Computed Tomography (CT)

Also known as a “CAT scan,” CT combines multiple x-ray images to produce a two-dimensional cross-section view with as much as 100 times more clarity than conventional x-ray.

CT imaging is used to clearly show soft tissue, like the brain, as well as dense tissue, like bone. The information gathered during a CT scan is processed by a computer and interpreted by a radiologist to diagnose, or rule out, disease.

Some CT scans require the use of a contrast medium. Given intravenously, the contrast agent highlights certain body parts to enable the radiologist to better see any abnormalities. CT scans of the abdomen and pelvis often require the patient to drink a barium-based liquid to outline the intestines for better viewing.

Computed Tomography

Types of specialized CT scans include:

CT Angiography

A special technique to visualize arteries and veins, CT angiography (or CTA) is used to evaluate stenosis, aneurysms, dissections and blockages in the vessels. Unlike traditional angiography, CTA is fast and non-invasive. In some cases, the injection of a contrast agent (dye) is needed to help visualize the blood vessels.

Head CT

To evaluate the brain for injury, fractures and internal bleeding or clots, a CT scan is often used. It can also be used to help doctors to detect aneurysm, diagnose disease (stroke, brain tumors), check for inflammation and more.

Coronary Calcium Score

The coronary calcium score is a fast, safe and easy CT scan of the heart. It’s the only non-invasive test that can accurately detect—or rule out—the presence of heart disease in otherwise healthy individuals. The test uses advanced low-dose CT imaging and special software to detect the presence of plaque in the coronary arteries.

Low-Dose Lung CT (LDCT)

A low-dose lung CT screening is fast, painless and completely non-invasive, and more effective than X-ray at detecting smaller, earlier stage cancers.
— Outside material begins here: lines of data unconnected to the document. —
//! # PolyScop - Polyhedral Representation of Static Control Parts
//!
//! Builds the polyhedral model of a lifted loop region and works on it:
//! - SCoP construction (iteration domains, original schedules, access relations)
//! - Dependence analysis (RAW/WAR/WAW, must/may, with or without source)
//! - Scheduling by loop permutation under a legality check
//! - Two-phase schedule updates (propose, then commit or roll back)
//! - Deterministic text dumps
//!
//! ## Architecture
//!
//! ```text
//! Lifted region (JSON) → ScopBuilder → Scop → Dependences → Scheduler → commit / dump
//! ```
//!
//! ## Example
//!
//! ```rust,ignore
//! use polyscop::prelude::*;
//!
//! let region = polyscop::frontend::load_region(Path::new("copy.json"))?;
//! let mut scop = polyscop::build_scop(&region)?;
//! let changed = polyscop::optimize(&mut scop, &OptimizationConfig::default())?;
//! print!("{}", scop_to_string(&scop, 1));
//! ```

#![warn(clippy::all)]

pub mod frontend;
pub mod ir;
pub mod polyhedral;
pub mod analysis;
pub mod transform;
pub mod utils;

// Re-export commonly used types
pub mod prelude {
    //! Convenient re-exports of commonly used types.

    pub use crate::frontend::{load_region, parse_region, LiftedRegion};
    pub use crate::ir::{IdAllocator, Pbb, PbbId, Pdr, PdrId, PdrKind, ScheduleState, Scop, ScopId};
    pub use crate::polyhedral::{
        AffineExpr, AffineMap, BasicRelation, Constraint, IntegerSet, Relation, Space,
    };
    pub use crate::analysis::{
        compute_dependences, BuildReport, DependenceKind, DependenceSet, Hazard, Precision,
        ScopBuilder, SourceTracking,
    };
    pub use crate::transform::{apply_poly_transforms, Permutation, SchedulePolicy, Scheduler};
    pub use crate::utils::poly_print::{print_scop, scop_to_string};
    pub use crate::utils::errors::*;
    pub use crate::OptimizationConfig;
}

use anyhow::{Context, Result};
use log::{info, warn};

/// Configuration for the optimization pipeline.
#[derive(Debug, Clone)]
pub struct OptimizationConfig {
    /// Scheduling objective
    pub policy: transform::SchedulePolicy,
    /// Dump verbosity (0-2)
    pub verbosity: u8,
    /// Deepest loop nest whose loops the scheduler permutes
    pub permutation_depth: usize,
    /// Bound on intermediate constraint counts in the relation library
    pub constraint_limit: usize,
}

impl Default for OptimizationConfig {
    fn default() -> Self {
        Self {
            policy: transform::SchedulePolicy::Optimize,
            verbosity: 1,
            permutation_depth: 4,
            constraint_limit: polyhedral::DEFAULT_CONSTRAINT_LIMIT,
        }
    }
}

/// Version information
pub const VERSION: &str = env!("CARGO_PKG_VERSION");

/// Build the SCoP of a lifted region. Fails when no block can be represented.
pub fn build_scop(region: &frontend::LiftedRegion) -> Result<ir::Scop> {
    let (scop, report) = analysis::extract_scop(region);
    for rejected in &report.rejected {
        info!("{}: {}", region.name, rejected);
    }
    match scop {
        Some(scop) => Ok(scop),
        None => {
            let err = report.rejected.last().cloned().map(utils::errors::PolyScopError::from);
            Err(err.unwrap_or_else(|| utils::errors::PolyScopError::Internal("empty build report".to_string())))
                .with_context(|| format!("no SCoP in region {}", region.name))
        }
    }
}

/// Run the optimization pipeline on a SCoP: dependences, scheduling, and
/// commit of the proposed schedules. Returns whether a transform was applied.
///
/// The configured constraint limit applies for the duration of the call; the
/// thread's previous limit is restored afterwards.
pub fn optimize(scop: &mut ir::Scop, config: &OptimizationConfig) -> Result<bool> {
    let previous = polyhedral::constraint_limit();
    polyhedral::set_constraint_limit(config.constraint_limit);
    let scheduled = transform::apply_poly_transforms(scop, config);
    polyhedral::set_constraint_limit(previous);

    let changed = scheduled
        .map_err(utils::errors::PolyScopError::from)
        .with_context(|| format!("scheduling {} under {}", scop.id, config.policy))?;
    if changed {
        let committed = scop.commit_all();
        info!("{}: committed {} schedules", scop.id, committed);
    } else {
        warn!("{}: no transform applied", scop.id);
    }
    Ok(changed)
}

/// Load a region file and build its SCoP.
pub fn load_scop(path: &std::path::Path) -> Result<ir::Scop> {
    let region = frontend::load_region(path)
        .map_err(utils::errors::PolyScopError::from)
        .with_context(|| format!("loading {}", path.display()))?;
    build_scop(&region)
}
High-Resolution Lung CT (HRCT)

HRCT is a special technique for imaging the lungs in greater detail which is used to assess diffuse interstitial lung disease.
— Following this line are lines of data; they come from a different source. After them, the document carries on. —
//! Small SCoPs shared by unit tests.

use crate::analysis::ScopBuilder;
use crate::frontend::{LiftedAccess, LiftedAffine, LiftedBlock, LiftedLoop, LiftedRegion};
use crate::ir::{IdAllocator, PdrKind, Scop};

fn n() -> LiftedAffine {
    LiftedAffine::var("N")
}

fn var(name: &str) -> LiftedAffine {
    LiftedAffine::var(name)
}

fn loop_to_n(it: &str) -> LiftedLoop {
    LiftedLoop::range(it, LiftedAffine::constant(0), n())
}

pub fn build(region: &LiftedRegion) -> Scop {
    let ids = IdAllocator::new();
    let (scop, report) = ScopBuilder::with_allocator(&ids).build(region);
    assert!(report.rejected.is_empty(), "{:?}", report.rejected);
    scop.expect("fixture region has statements")
}

/// `for i: A[i] = 0;` then `for i: B[i] = A[i] + 1;`
pub fn copy_chain_region() -> LiftedRegion {
    LiftedRegion::new("copy_chain", vec!["N".to_string()])
        .with_block(
            LiftedBlock::new(3, vec![loop_to_n("i")], vec![0, 0])
                .with_access(LiftedAccess::new(PdrKind::Write, "A", vec![var("i")]).with_extents(vec![Some(n())]))
                .with_body("A[i] = 0;"),
        )
        .with_block(
            LiftedBlock::new(4, vec![loop_to_n("i")], vec![1, 0])
                .with_access(LiftedAccess::new(PdrKind::Read, "A", vec![var("i")]).with_extents(vec![Some(n())]))
                .with_access(LiftedAccess::new(PdrKind::Write, "B", vec![var("i")]).with_extents(vec![Some(n())]))
                .with_body("B[i] = A[i] + 1;"),
        )
}

pub fn copy_chain() -> Scop {
    build(&copy_chain_region())
}

/// One statement in `for i in 0..N` with the given accesses.
pub fn single_statement(accesses: Vec<LiftedAccess>) -> Scop {
    let mut block = LiftedBlock::new(3, vec![loop_to_n("i")], vec![0, 0]);
    block.accesses = accesses;
    build(&LiftedRegion::new("single", vec!["N".to_string()]).with_block(block))
}

/// One statement in `for i in 0..N, j in 0..N` with the given accesses.
pub fn nest(accesses: Vec<LiftedAccess>) -> Scop {
    let mut block = LiftedBlock::new(3, vec![loop_to_n("i"), loop_to_n("j")], vec![0, 0, 0]);
    block.accesses = accesses;
    build(&LiftedRegion::new("nest", vec!["N".to_string()]).with_block(block))
}

/// `for i: A[i] = 0;` then `for i, j: s += A[j];`
pub fn row_broadcast() -> Scop {
    let region = LiftedRegion::new("row_broadcast", vec!["N".to_string()])
        .with_block(
            LiftedBlock::new(3, vec![loop_to_n("i")], vec![0, 0])
                .with_access(LiftedAccess::new(PdrKind::Write, "A", vec![var("i")])),
        )
        .with_block(
            LiftedBlock::new(4, vec![loop_to_n("i"), loop_to_n("j")], vec![1, 0, 0])
                .with_access(LiftedAccess::new(PdrKind::Read, "A", vec![var("j")])),
        );
    build(&region)
}

/// `for i, j: A[j][i] += 1;` walks memory column-wise.
pub fn column_walk() -> Scop {
    nest(vec![
        LiftedAccess::new(PdrKind::Read, "A", vec![var("j"), var("i")]),
        LiftedAccess::new(PdrKind::Write, "A", vec![var("j"), var("i")]),
    ])
}

/// `for i, j: A[i + 1][j] = A[i][j + 1];` carries a `(1, -1)` dependence.
pub fn skewed_recurrence() -> Scop {
    nest(vec![
        LiftedAccess::new(PdrKind::Read, "A", vec![var("i"), var("j").offset(1)]),
        LiftedAccess::new(PdrKind::Write, "A", vec![var("i").offset(1), var("j")]),
    ])
}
When preparing for a CT examination:

In advance of your exam, please inform your radiologist or technologist if you are:

  • Have had a previous adverse reaction to iodine contrast injection
  • Have renal disease
  • Are over 65
  • Have asthma and use an inhaler 2 or more times per day
  • Are diabetic and taking glucaphage

If you are pregnant, please tell your doctor or a patient representative before your test.